For the complete manual, see: https://bjornbredesen.github.io/gnocis/

For an in-depth tutorial, see the Jupyter Notebooks in the tutorial/ folder.


Features

  • DNA sequence handling
    • File format support - Loading and streaming
      • FASTA
      • 2bit
    • File format support - Saving
      • FASTA
    • Operations
      • Printing
      • Sliding window extraction
      • Reverse complement generation
  • Sequence region handling
    • File format support - Loading and saving
      • GFF
      • BED
      • Coordinate lists (chromosome:start..end)
    • Operations
      • Overlap acquisition
      • Non-overlap acquisition
      • Merged set generation
      • Exclusion set generation
      • Sequence region extraction
  • Modelling
    • Generative DNA sequence models, with training and sequence generation
      • I.i.d.
      • N'th order Markov chains
    • Confusion matrices
      • Generation from model statistics
      • Printing
      • Receiver Operating Characteristic curve generation
      • Precision Recall Curve generation
      • Area Under the Curve calculation
    • Feature models
      • Log-odds
      • Dummy
      • Support Vector Machines (via sklearn)
      • Random Forest (via sklearn)
    • Features
      • k-mer spectrum
      • Motif occurrence spectrum
      • Motif pair occurrence spectrum
  • Motifs
    • Types
      • IUPAC nucleotide motifs
      • Position Weight Matrices
      • k-mer spectra
  • Feature networks
    • Directed acyclic graphs of features
    • Transformations of feature sets: filtering; concatenation; scaling; square; ...
    • Feature network nodes for constructing models
    • Application to sequences
  • Optionally integrates with established packages
    • Numpy – for integration with external methods
    • Pandas – for integration with external methods
    • Scikit-learn – for extended analyses and classic machine learning
    • TensorFlow – for neural networks
    • Jupyter Notebooks – for interactive and reproducible analysis and modelling
  • Easy to use
  • Objects are represented by classes, with human-readable descriptions
  • Optimized with Cython
  • ...

Requirements

  • Python 3.6, 3.7, 3.8, 3.9
  • Windows, MacOS or Linux
  • C++ compiler when installing on Linux
  • Optional: Cython – required only when building from source
  • Optional: sklearn – for SVM and RF modelling
  • Optional: CuPy and CUDA – for CUDA-optimized SVM
  • Optional: TensorFlow – for neural networks

Citing

If you use Gnocis in published research, Gnocis must be cited. An article for Gnocis is in the process of being submitted for peer review. Please check back for an updated citation policy.


License

MIT License

Copyright (c) 2018- Bjørn André Bredesen-Aa

Permission is hereby granted, free of charge, to any person obtaining a copy of this software and associated documentation files (the "Software"), to deal in the Software without restriction, including without limitation the rights to use, copy, modify, merge, publish, distribute, sublicense, and/or sell copies of the Software, and to permit persons to whom the Software is furnished to do so, subject to the following conditions:

The above copyright notice and this permission notice shall be included in all copies or substantial portions of the Software.

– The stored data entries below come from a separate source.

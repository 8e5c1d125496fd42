//! Improvement records and their priority / timeline phase classification

use rust_decimal::Decimal;
use rust_decimal::prelude::ToPrimitive;
use serde::{Deserialize, Serialize};
use std::fmt;

use crate::duration::parse_duration_weeks;

/// How urgently an improvement should be scheduled
#[derive(Debug, Clone, Copy, PartialEq, Eq, Hash, Serialize, Deserialize)]
#[serde(rename_all = "lowercase")]
pub enum Priority {
    High,
    Medium,
    Low,
}

impl Priority {
    /// Sort rank: high=1, medium=2, low=3
    pub fn rank(&self) -> u8 {
        match self {
            Priority::High => 1,
            Priority::Medium => 2,
            Priority::Low => 3,
        }
    }

    /// Upper-case badge text shown on recommendation cards
    pub fn label(&self) -> &'static str {
        match self {
            Priority::High => "HIGH",
            Priority::Medium => "MEDIUM",
            Priority::Low => "LOW",
        }
    }

    pub fn as_str(&self) -> &'static str {
        match self {
            Priority::High => "high",
            Priority::Medium => "medium",
            Priority::Low => "low",
        }
    }

    /// Timeline phase this priority is scheduled into
    pub fn phase(&self) -> Phase {
        match self {
            Priority::High => Phase::Immediate,
            Priority::Medium => Phase::Secondary,
            Priority::Low => Phase::Future,
        }
    }
}

impl fmt::Display for Priority {
    fn fmt(&self, f: &mut fmt::Formatter<'_>) -> fmt::Result {
        f.write_str(self.as_str())
    }
}

/// One of the three fixed timeline groupings, in schedule order
#[derive(Debug, Clone, Copy, PartialEq, Eq, Hash, Serialize, Deserialize)]
#[serde(rename_all = "kebab-case")]
pub enum Phase {
    Immediate,
    Secondary,
    Future,
}

impl Phase {
    pub const ALL: [Phase; 3] = [Phase::Immediate, Phase::Secondary, Phase::Future];

    pub fn name(&self) -> &'static str {
        match self {
            Phase::Immediate => "Immediate Priority",
            Phase::Secondary => "Secondary Priority",
            Phase::Future => "Future Consideration",
        }
    }

    pub fn priority(&self) -> Priority {
        match self {
            Phase::Immediate => Priority::High,
            Phase::Secondary => Priority::Medium,
            Phase::Future => Priority::Low,
        }
    }
}

impl fmt::Display for Phase {
    fn fmt(&self, f: &mut fmt::Formatter<'_>) -> fmt::Result {
        f.write_str(self.name())
    }
}

/// A single offered home improvement.
///
/// `roi` is authored data shown as-is; it is never cross-checked against
/// `cost` / `value_increase`. See [`ImprovementRecord::derived_roi`] for the
/// computed figure.
#[derive(Debug, Clone, PartialEq, Eq, Serialize, Deserialize)]
#[serde(rename_all = "camelCase")]
pub struct ImprovementRecord {
    /// Unique catalog key, e.g. `kitchen-remodel`
    pub id: String,
    pub title: String,
    pub icon: String,
    /// Positive currency amount
    pub cost: Decimal,
    /// Non-negative currency amount
    pub value_increase: Decimal,
    /// Percent, display only
    pub roi: u32,
    /// Free text such as "4-6 weeks" or "1 day"
    pub duration: String,
    pub priority: Priority,
    pub description: String,
}

impl ImprovementRecord {
    /// Duration in weeks, parsed from the free-text `duration`
    pub fn weeks(&self) -> f64 {
        parse_duration_weeks(&self.duration)
    }

    /// round(value_increase / cost * 100), or `None` for a zero cost
    pub fn derived_roi(&self) -> Option<i64> {
        if self.cost.is_zero() {
            return None;
        }
        crate::estimator::round_percent(self.value_increase, self.cost)?.to_i64()
    }

    /// Value added minus cost for this item alone
    pub fn net_gain(&self) -> Decimal {
        self.value_increase.saturating_sub(self.cost)
    }
}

THE SOFTWARE IS PROVIDED "AS IS", WITHOUT WARRANTY OF ANY KIND, EXPRESS OR IMPLIED, INCLUDING BUT NOT LIMITED TO THE WARRANTIES OF MERCHANTABILITY, FITNESS FOR A PARTICULAR PURPOSE AND NONINFRINGEMENT. IN NO EVENT SHALL THE AUTHORS OR COPYRIGHT HOLDERS BE LIABLE FOR ANY CLAIM, DAMAGES OR OTHER LIABILITY, WHETHER IN AN ACTION OF CONTRACT, TORT OR OTHERWISE, ARISING FROM, OUT OF OR IN CONNECTION WITH THE SOFTWARE OR THE USE OR OTHER DEALINGS IN THE SOFTWARE.


Logo

Logo: Copyright Bjørn André Bredesen-Aa

Project details


Download files

Download the file for your platform. If you're not sure which to choose, learn more about installing packages.

Source Distribution

gnocis-0.9.12.tar.gz (1.6 MB view hashes)

Uploaded Source

Built Distributions

gnocis-0.9.12-cp39-cp39-win_amd64.whl (1.2 MB view hashes)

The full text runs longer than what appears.